A inseminação artificial e a transferência de embriões são técnicas que melhoram muito o rendimento de procriação, mas também requerem um maior controle da paternidade, para garantir os resultados. A genotipagem, nestes casos, permite evitar problemas como erros no processo de inseminação, tanto humanos quanto naturais (por exemplo, uma égua receptora do sêmen ou embrião tendo sido, na realidade, fecundada no campo por outro macho), ou fraude na origem do material. As técnicas de reprodução artificial, devido ao custo dos processos envolvidos, devem ter a genotipagem como método perfeito de controle de qualidade, ainda mais considerando que o custo adicional é muito pequeno.

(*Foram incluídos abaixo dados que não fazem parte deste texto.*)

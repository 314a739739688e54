//! Dream funding gap analysis
//!
//! A dream is a future lump-sum purchase priced in today's money. Its cost
//! is escalated by inflation to the target year and compared with the
//! projected value of the holdings earmarked to pay for it.

use crate::config::PlannerConfig;
use crate::error::LookupError;
use crate::model::{DreamGapResult, DreamStatus, DreamTarget, Holding};
use crate::projection::project_future_value;

/// Compare a dream's inflated cost with its funding sources' projected value.
///
/// `current_year` is supplied by the caller. A shortfall is turned into the
/// extra monthly saving needed to close it (without growth on the extra
/// contributions), split evenly across the funding sources.
pub fn analyze_dream(
    dream: &DreamTarget,
    holdings: &[Holding],
    current_year: i16,
    config: &PlannerConfig,
) -> Result<DreamGapResult, LookupError> {
    let sources = dream
        .funding_sources
        .iter()
        .map(|id| {
            holdings
                .iter()
                .find(|h| h.holding_id == *id)
                .ok_or(LookupError::HoldingNotFound(*id))
        })
        .collect::<Result<Vec<_>, _>>()?;

    let years_until = dream.years_until(current_year);
    if years_until <= 0 {
        return Ok(DreamGapResult {
            dream_id: dream.dream_id,
            status: DreamStatus::Past,
            years_until,
            future_cost: dream.present_cost,
            projected_total: 0.0,
            gap: dream.present_cost,
            surplus: 0.0,
            required_monthly_total: 0.0,
            required_monthly_per_source: 0.0,
        });
    }

    let years = years_until.unsigned_abs();
    let future_cost =
        dream.present_cost * (1.0 + config.inflation_rate_pct / 100.0).powi(years_until);
    let projected_total: f64 = sources
        .iter()
        .map(|h| project_future_value(h, years))
        .sum();
    let gap = future_cost - projected_total;

    if gap <= 0.0 {
        return Ok(DreamGapResult {
            dream_id: dream.dream_id,
            status: DreamStatus::Success,
            years_until,
            future_cost,
            projected_total,
            gap: 0.0,
            surplus: gap.abs(),
            required_monthly_total: 0.0,
            required_monthly_per_source: 0.0,
        });
    }

    let required_monthly_total = gap / (f64::from(years) * 12.0);
    let required_monthly_per_source = required_monthly_total / sources.len().max(1) as f64;

    Ok(DreamGapResult {
        dream_id: dream.dream_id,
        status: DreamStatus::Shortfall,
        years_until,
        future_cost,
        projected_total,
        gap,
        surplus: 0.0,
        required_monthly_total,
        required_monthly_per_source,
    })
}

/// Analyze every dream; stops at the first dangling funding source
pub fn analyze_dreams(
    dreams: &[DreamTarget],
    holdings: &[Holding],
    current_year: i16,
    config: &PlannerConfig,
) -> Result<Vec<DreamGapResult>, LookupError> {
    dreams
        .iter()
        .map(|dream| analyze_dream(dream, holdings, current_year, config))
        .collect()
}

#[cfg(test)]
mod tests {
    use super::*;
    use crate::config::HoldingBuilder;
    use crate::model::{DreamId, HoldingId};

    fn dream(present_cost: f64, target_year: i16, sources: Vec<HoldingId>) -> DreamTarget {
        DreamTarget {
            dream_id: DreamId(1),
            name: "Apartment".into(),
            present_cost,
            target_year,
            funding_sources: sources,
        }
    }

    #[test]
    fn test_past_dream_reports_full_cost() {
        let holdings = vec![HoldingBuilder::checking("C").principal(1.0).build(HoldingId(1))];
        let d = dream(50_000.0, 2020, vec![HoldingId(1)]);
        let result = analyze_dream(&d, &holdings, 2026, &PlannerConfig::default()).unwrap();
        assert_eq!(result.status, DreamStatus::Past);
        assert_eq!(result.gap, 50_000.0);
        assert_eq!(result.years_until, -6);
    }

    #[test]
    fn test_current_year_counts_as_past() {
        let d = dream(10_000.0, 2026, vec![]);
        let result = analyze_dream(&d, &[], 2026, &PlannerConfig::default()).unwrap();
        assert_eq!(result.status, DreamStatus::Past);
    }

    #[test]
    fn test_missing_source_is_lookup_error() {
        let d = dream(10_000.0, 2030, vec![HoldingId(9)]);
        let err = analyze_dream(&d, &[], 2026, &PlannerConfig::default()).unwrap_err();
        assert_eq!(err, LookupError::HoldingNotFound(HoldingId(9)));
    }

    #[test]
    fn test_surplus_is_reported() {
        let holdings = vec![
            HoldingBuilder::checking("Savings")
                .principal(200_000.0)
                .build(HoldingId(1)),
        ];
        let d = dream(100_000.0, 2031, vec![HoldingId(1)]);
        let config = PlannerConfig::default().with_inflation_rate(0.0);
        let result = analyze_dream(&d, &holdings, 2026, &config).unwrap();
        assert_eq!(result.status, DreamStatus::Success);
        assert_eq!(result.gap, 0.0);
        assert_eq!(result.surplus, 100_000.0);
    }

    #[test]
    fn test_shortfall_split_evenly() {
        let holdings = vec![
            HoldingBuilder::checking("A").principal(10_000.0).build(HoldingId(1)),
            HoldingBuilder::checking("B").principal(90_000.0).build(HoldingId(2)),
        ];
        let d = dream(160_000.0, 2031, vec![HoldingId(1), HoldingId(2)]);
        let config = PlannerConfig::default().with_inflation_rate(0.0);
        let result = analyze_dream(&d, &holdings, 2026, &config).unwrap();
        assert_eq!(result.status, DreamStatus::Shortfall);
        assert_eq!(result.gap, 60_000.0);
        assert_eq!(result.required_monthly_total, 1_000.0);
        assert_eq!(result.required_monthly_per_source, 500.0);
    }
}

Em relação à garantia da linhagem, se o criador não buscar nenhum tipo de melhoria genética, obviamente a genotipagem não será muito útil. Mas, no momento em que começa a selecionar algum animal que, por suas características, se destaque do resto, e a estabelecer cruzamentos com os melhores animais, é interessante introduzir a genotipagem como técnica de controle da seleção. Sem um controle adequado da ascendência do animal, erros são introduzidos na linhagem genética, desvirtuando os resultados e fazendo com que os programas de melhoria genética falhem.

EXPANSÃO NOS EUA
As associações americanas estão ativas no sentido de genotipar todos os animais o mais rápido possível. Em várias, todos os animais estão genotipados, enquanto que outras estão adotando a genotipagem de forma gradual. Um dos modos mais comuns adotados, em relação à forma gradual, é a seguinte:

  • Garanhões que cobrem cinco ou mais éguas são genotipados, sendo que o número de éguas é reduzido anualmente, até que após cinco anos o número é de um garanhão por égua. Assim, ao final de cinco anos, todos os garanhões expostos estão genotipados. Uma vez que o garanhão esteja genotipado, não terá que ser resubmetido ao exame, a não ser que necessário.

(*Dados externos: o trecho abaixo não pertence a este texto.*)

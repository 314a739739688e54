//! Human-editable plan files
//!
//! Holdings are referenced by name in the YAML; ids are assigned when a plan
//! is converted to planner input (see [`super::convert`]).

use nestplan_core::model::AccountCategory;
use serde::{Deserialize, Serialize};

/// Every plan the user keeps, as stored in `plans.yaml`
#[derive(Debug, Clone, Default, Serialize, Deserialize)]
pub struct PlanBook {
    #[serde(default, skip_serializing_if = "Option::is_none")]
    pub active_plan: Option<String>,
    #[serde(default)]
    pub plans: Vec<PlanData>,
}

#[derive(Debug, Clone, Serialize, Deserialize)]
pub struct PlanData {
    pub name: String,
    #[serde(default, skip_serializing_if = "Option::is_none")]
    pub description: Option<String>,
    #[serde(default)]
    pub holdings: Vec<HoldingData>,
    #[serde(default)]
    pub dreams: Vec<DreamData>,
    #[serde(default)]
    pub withdrawals: Vec<WithdrawalGoalData>,
}

#[derive(Debug, Clone, Serialize, Deserialize)]
pub struct HoldingData {
    pub name: String,
    pub category: AccountCategory,
    #[serde(default)]
    pub principal: f64,
    #[serde(default)]
    pub monthly_contribution: f64,
    #[serde(default)]
    pub annual_return_rate: f64,
    #[serde(default)]
    pub deposit_fee_percent: f64,
    #[serde(default)]
    pub annual_fee_percent: f64,
    /// Falls back to the category's tier rate in settings when omitted
    #[serde(default, skip_serializing_if = "Option::is_none")]
    pub tax_rate_percent: Option<f64>,
    #[serde(default, skip_serializing_if = "Vec::is_empty")]
    pub sub_allocations: Vec<SubAllocationData>,
    #[serde(default = "default_true")]
    pub include_in_net_worth: bool,
}

#[derive(Debug, Clone, Serialize, Deserialize)]
pub struct SubAllocationData {
    pub label: String,
    pub percent: f64,
    pub return_rate: f64,
}

#[derive(Debug, Clone, Serialize, Deserialize)]
pub struct DreamData {
    pub name: String,
    pub present_cost: f64,
    pub target_year: i16,
    /// Holding names
    #[serde(default)]
    pub funding_sources: Vec<String>,
}

/// A named "net cash at horizon" goal
#[derive(Debug, Clone, Serialize, Deserialize)]
pub struct WithdrawalGoalData {
    pub name: String,
    pub amount: f64,
    pub years_from_now: u32,
}

fn default_true() -> bool {
    true
}

impl PlanBook {
    pub fn from_yaml(yaml: &str) -> Result<Self, serde_saphyr::Error> {
        serde_saphyr::from_str(yaml)
    }

    pub fn to_yaml(&self) -> Result<String, serde_saphyr::ser::Error> {
        serde_saphyr::to_string(self)
    }

    /// Pick a plan: the requested name, else the active plan, else the first
    pub fn select(&self, name: Option<&str>) -> Option<&PlanData> {
        match name.or(self.active_plan.as_deref()) {
            Some(wanted) => self.plans.iter().find(|p| p.name == wanted),
            None => self.plans.first(),
        }
    }

    pub fn plan_names(&self) -> Vec<&str> {
        self.plans.iter().map(|p| p.name.as_str()).collect()
    }

    /// A small household plan written by `nestplan init`
    pub fn sample(current_year: i16) -> Self {
        let holding = |name: &str, category, principal, monthly, rate| HoldingData {
            name: name.to_string(),
            category,
            principal,
            monthly_contribution: monthly,
            annual_return_rate: rate,
            deposit_fee_percent: 0.0,
            annual_fee_percent: 0.0,
            tax_rate_percent: None,
            sub_allocations: Vec::new(),
            include_in_net_worth: true,
        };

        let mut brokerage = holding(
            "Brokerage",
            AccountCategory::IndependentPortfolio,
            60_000.0,
            1_000.0,
            0.0,
        );
        brokerage.annual_fee_percent = 0.2;
        brokerage.sub_allocations = vec![
            SubAllocationData {
                label: "Equities".into(),
                percent: 70.0,
                return_rate: 8.0,
            },
            SubAllocationData {
                label: "Bonds".into(),
                percent: 30.0,
                return_rate: 3.5,
            },
        ];

        let mut study = holding(
            "Study fund",
            AccountCategory::StudyFund,
            40_000.0,
            600.0,
            5.0,
        );
        study.deposit_fee_percent = 0.5;
        study.annual_fee_percent = 0.7;

        let plan = PlanData {
            name: "Household".into(),
            description: Some("Starter plan; edit plans.yaml to describe your own".into()),
            holdings: vec![
                brokerage,
                study,
                holding("Deposit", AccountCategory::Deposit, 20_000.0, 0.0, 3.0),
                holding("Checking", AccountCategory::Checking, 8_000.0, 0.0, 0.0),
                holding("Pension", AccountCategory::Pension, 150_000.0, 1_500.0, 5.0),
            ],
            dreams: vec![DreamData {
                name: "Apartment down payment".into(),
                present_cost: 150_000.0,
                target_year: current_year.saturating_add(8),
                funding_sources: vec!["Brokerage".into(), "Study fund".into()],
            }],
            withdrawals: vec![
                WithdrawalGoalData {
                    name: "Car".into(),
                    amount: 30_000.0,
                    years_from_now: 3,
                },
                WithdrawalGoalData {
                    name: "Sabbatical".into(),
                    amount: 80_000.0,
                    years_from_now: 10,
                },
            ],
        };

        Self {
            active_plan: Some(plan.name.clone()),
            plans: vec![plan],
        }
    }
}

  • Todas as éguas que dão cria a partir de determinada data estabelecida pela Associação são obrigatoriamente genotipadas antes do registro de qualquer produto por elas produzido. Isto não significa que devem ser genotipadas no momento de seu próprio registro, mas sim antes que seu produto possa ser registrado.

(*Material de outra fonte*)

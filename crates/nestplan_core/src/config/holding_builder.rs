//! Holding Builder DSL
//!
//! Provides a fluent API for creating holdings with category presets and
//! sensible defaults.
//!
//! # Examples
//!
//! ```ignore
//! use nestplan_core::config::HoldingBuilder;
//!
//! // A brokerage account, 60/40 split across two funds
//! let brokerage = HoldingBuilder::independent_portfolio("Brokerage")
//!     .principal(50_000.0)
//!     .monthly(500.0)
//!     .sub_allocation("Equities", 60.0, 8.0)
//!     .sub_allocation("Bonds", 40.0, 3.0)
//!     .build(HoldingId(1));
//!
//! // A pension that grows but is never withdrawn from
//! let pension = HoldingBuilder::pension("Pension")
//!     .principal(200_000.0)
//!     .return_rate(5.0)
//!     .build(HoldingId(2));
//! ```

use crate::model::{AccountCategory, Holding, HoldingId, SubAllocation};

/// Builder for creating holdings with a fluent API
#[derive(Debug, Clone)]
pub struct HoldingBuilder {
    name: String,
    category: AccountCategory,
    principal: f64,
    monthly_contribution: f64,
    annual_return_rate: f64,
    deposit_fee_percent: f64,
    annual_fee_percent: f64,
    tax_rate_percent: f64,
    sub_allocations: Vec<SubAllocation>,
    include_in_net_worth: bool,
}

impl HoldingBuilder {
    /// Create a builder for any category with a zero tax rate
    #[must_use]
    pub fn new(name: impl Into<String>, category: AccountCategory) -> Self {
        Self {
            name: name.into(),
            category,
            principal: 0.0,
            monthly_contribution: 0.0,
            annual_return_rate: 0.0,
            deposit_fee_percent: 0.0,
            annual_fee_percent: 0.0,
            tax_rate_percent: 0.0,
            sub_allocations: Vec::new(),
            include_in_net_worth: true,
        }
    }

    // =========================================================================
    // Preset Category Constructors
    // =========================================================================

    /// Self-managed brokerage portfolio; 25% tax on profit
    #[must_use]
    pub fn independent_portfolio(name: impl Into<String>) -> Self {
        Self::new(name, AccountCategory::IndependentPortfolio).tax_rate(25.0)
    }

    /// Investment-linked savings plan; 25% tax on profit
    #[must_use]
    pub fn investment_linked_savings(name: impl Into<String>) -> Self {
        Self::new(name, AccountCategory::InvestmentLinkedSavings).tax_rate(25.0)
    }

    /// Insurance savings policy; 25% tax on profit
    #[must_use]
    pub fn savings_policy(name: impl Into<String>) -> Self {
        Self::new(name, AccountCategory::SavingsPolicy).tax_rate(25.0)
    }

    /// Study fund; 15% tax on profit before the holding period is met
    #[must_use]
    pub fn study_fund(name: impl Into<String>) -> Self {
        Self::new(name, AccountCategory::StudyFund).tax_rate(15.0)
    }

    /// Bank deposit; 15% tax on interest
    #[must_use]
    pub fn deposit(name: impl Into<String>) -> Self {
        Self::new(name, AccountCategory::Deposit).tax_rate(15.0)
    }

    #[must_use]
    pub fn money_market(name: impl Into<String>) -> Self {
        Self::new(name, AccountCategory::MoneyMarket)
    }

    #[must_use]
    pub fn checking(name: impl Into<String>) -> Self {
        Self::new(name, AccountCategory::Checking)
    }

    /// Retirement-restricted pension; counted in net worth, never withdrawn
    #[must_use]
    pub fn pension(name: impl Into<String>) -> Self {
        Self::new(name, AccountCategory::Pension)
    }

    // =========================================================================
    // Fluent setters
    // =========================================================================

    #[must_use]
    pub fn principal(mut self, amount: f64) -> Self {
        self.principal = amount;
        self
    }

    #[must_use]
    pub fn monthly(mut self, amount: f64) -> Self {
        self.monthly_contribution = amount;
        self
    }

    /// Nominal annual return in percent
    #[must_use]
    pub fn return_rate(mut self, rate_pct: f64) -> Self {
        self.annual_return_rate = rate_pct;
        self
    }

    /// Deposit fee and annual management fee, both in percent
    #[must_use]
    pub fn fees(mut self, deposit_fee_pct: f64, annual_fee_pct: f64) -> Self {
        self.deposit_fee_percent = deposit_fee_pct;
        self.annual_fee_percent = annual_fee_pct;
        self
    }

    #[must_use]
    pub fn tax_rate(mut self, rate_pct: f64) -> Self {
        self.tax_rate_percent = rate_pct;
        self
    }

    /// Add a sub-allocation slice. Once any slice is present, the holding's
    /// effective return becomes the weighted average of the slices.
    #[must_use]
    pub fn sub_allocation(mut self, label: impl Into<String>, percent: f64, rate_pct: f64) -> Self {
        self.sub_allocations.push(SubAllocation {
            label: label.into(),
            percent_of_holding: percent,
            return_rate: rate_pct,
        });
        self
    }

    #[must_use]
    pub fn excluded_from_net_worth(mut self) -> Self {
        self.include_in_net_worth = false;
        self
    }

    pub fn build(self, holding_id: HoldingId) -> Holding {
        let annual_return_rate = if self.sub_allocations.is_empty() {
            self.annual_return_rate
        } else {
            self.sub_allocations
                .iter()
                .map(|s| s.return_rate * s.percent_of_holding / 100.0)
                .sum()
        };

        Holding {
            holding_id,
            name: self.name,
            category: self.category,
            principal: self.principal,
            monthly_contribution: self.monthly_contribution,
            annual_return_rate,
            deposit_fee_percent: self.deposit_fee_percent,
            annual_fee_percent: self.annual_fee_percent,
            tax_rate_percent: self.tax_rate_percent,
            sub_allocations: self.sub_allocations,
            include_in_net_worth: self.include_in_net_worth,
        }
    }
}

  • No caso de cavalos de corrida, a genotipagem e verificação de paternidade são requeridas para todos os produtos nascidos após data estabelecida pela Associação.

    GENOTIPAGEM NO BRASIL
    A genotipagem no Brasil está sendo feita somente de modo esporádico, na resolução de casos complicados para a identificação de genitores de um produto. A Associação Brasileira dos Criadores de Cavalo Mangalarga Marchador (ABCCMM) também já está começando a usar as mesmas técnicas sofisticadas acima descritas. A ABCCMM está demonstrando liderança ao utilizar este método de teste genético, que terá como resultado a maior integridade da linhagem, tornando mais confiantes todos os criadores brasileiros.